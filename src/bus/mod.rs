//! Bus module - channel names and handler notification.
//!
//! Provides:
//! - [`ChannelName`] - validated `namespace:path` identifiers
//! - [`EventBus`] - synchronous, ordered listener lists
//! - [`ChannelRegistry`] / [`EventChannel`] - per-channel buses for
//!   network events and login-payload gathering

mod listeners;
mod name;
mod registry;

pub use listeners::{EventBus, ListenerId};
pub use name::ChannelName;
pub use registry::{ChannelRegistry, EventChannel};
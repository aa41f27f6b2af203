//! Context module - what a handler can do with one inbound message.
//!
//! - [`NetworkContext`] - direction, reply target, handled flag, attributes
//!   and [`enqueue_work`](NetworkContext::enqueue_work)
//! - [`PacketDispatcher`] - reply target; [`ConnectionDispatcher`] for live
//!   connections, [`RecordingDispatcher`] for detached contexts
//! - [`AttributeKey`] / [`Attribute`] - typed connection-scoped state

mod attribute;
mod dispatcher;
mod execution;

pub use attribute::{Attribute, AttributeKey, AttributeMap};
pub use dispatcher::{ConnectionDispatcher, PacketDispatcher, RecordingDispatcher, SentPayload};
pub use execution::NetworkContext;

---

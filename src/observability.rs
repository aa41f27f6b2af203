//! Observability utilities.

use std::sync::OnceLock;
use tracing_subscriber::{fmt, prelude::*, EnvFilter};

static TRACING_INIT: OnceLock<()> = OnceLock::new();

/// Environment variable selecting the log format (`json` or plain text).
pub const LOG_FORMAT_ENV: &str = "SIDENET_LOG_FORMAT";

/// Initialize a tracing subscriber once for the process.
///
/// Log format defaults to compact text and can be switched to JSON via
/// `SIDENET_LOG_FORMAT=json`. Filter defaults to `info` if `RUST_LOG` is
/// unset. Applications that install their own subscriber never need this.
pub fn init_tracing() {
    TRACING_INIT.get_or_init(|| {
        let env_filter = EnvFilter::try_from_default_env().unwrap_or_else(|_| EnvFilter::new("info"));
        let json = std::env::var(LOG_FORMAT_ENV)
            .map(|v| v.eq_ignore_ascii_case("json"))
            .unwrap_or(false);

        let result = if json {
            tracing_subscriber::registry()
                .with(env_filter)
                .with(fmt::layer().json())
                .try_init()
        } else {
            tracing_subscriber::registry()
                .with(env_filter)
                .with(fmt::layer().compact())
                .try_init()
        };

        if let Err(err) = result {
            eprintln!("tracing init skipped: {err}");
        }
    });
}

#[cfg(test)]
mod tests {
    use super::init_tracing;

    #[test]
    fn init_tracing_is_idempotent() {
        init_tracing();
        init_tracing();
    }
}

■ **Exercise**
Would you output, from the records above, exactly the run of lines that starts at the line containing "filename src/bus/mod.rs" and ends at the line containing "per-channel buses for", and only that run?

■ **Solution**
filename src/bus/mod.rs
//! Bus module - channel names and handler notification.
//!
//! Provides:
//! - [`ChannelName`] - validated `namespace:path` identifiers
//! - [`EventBus`] - synchronous, ordered listener lists
//! - [`ChannelRegistry`] / [`EventChannel`] - per-channel buses for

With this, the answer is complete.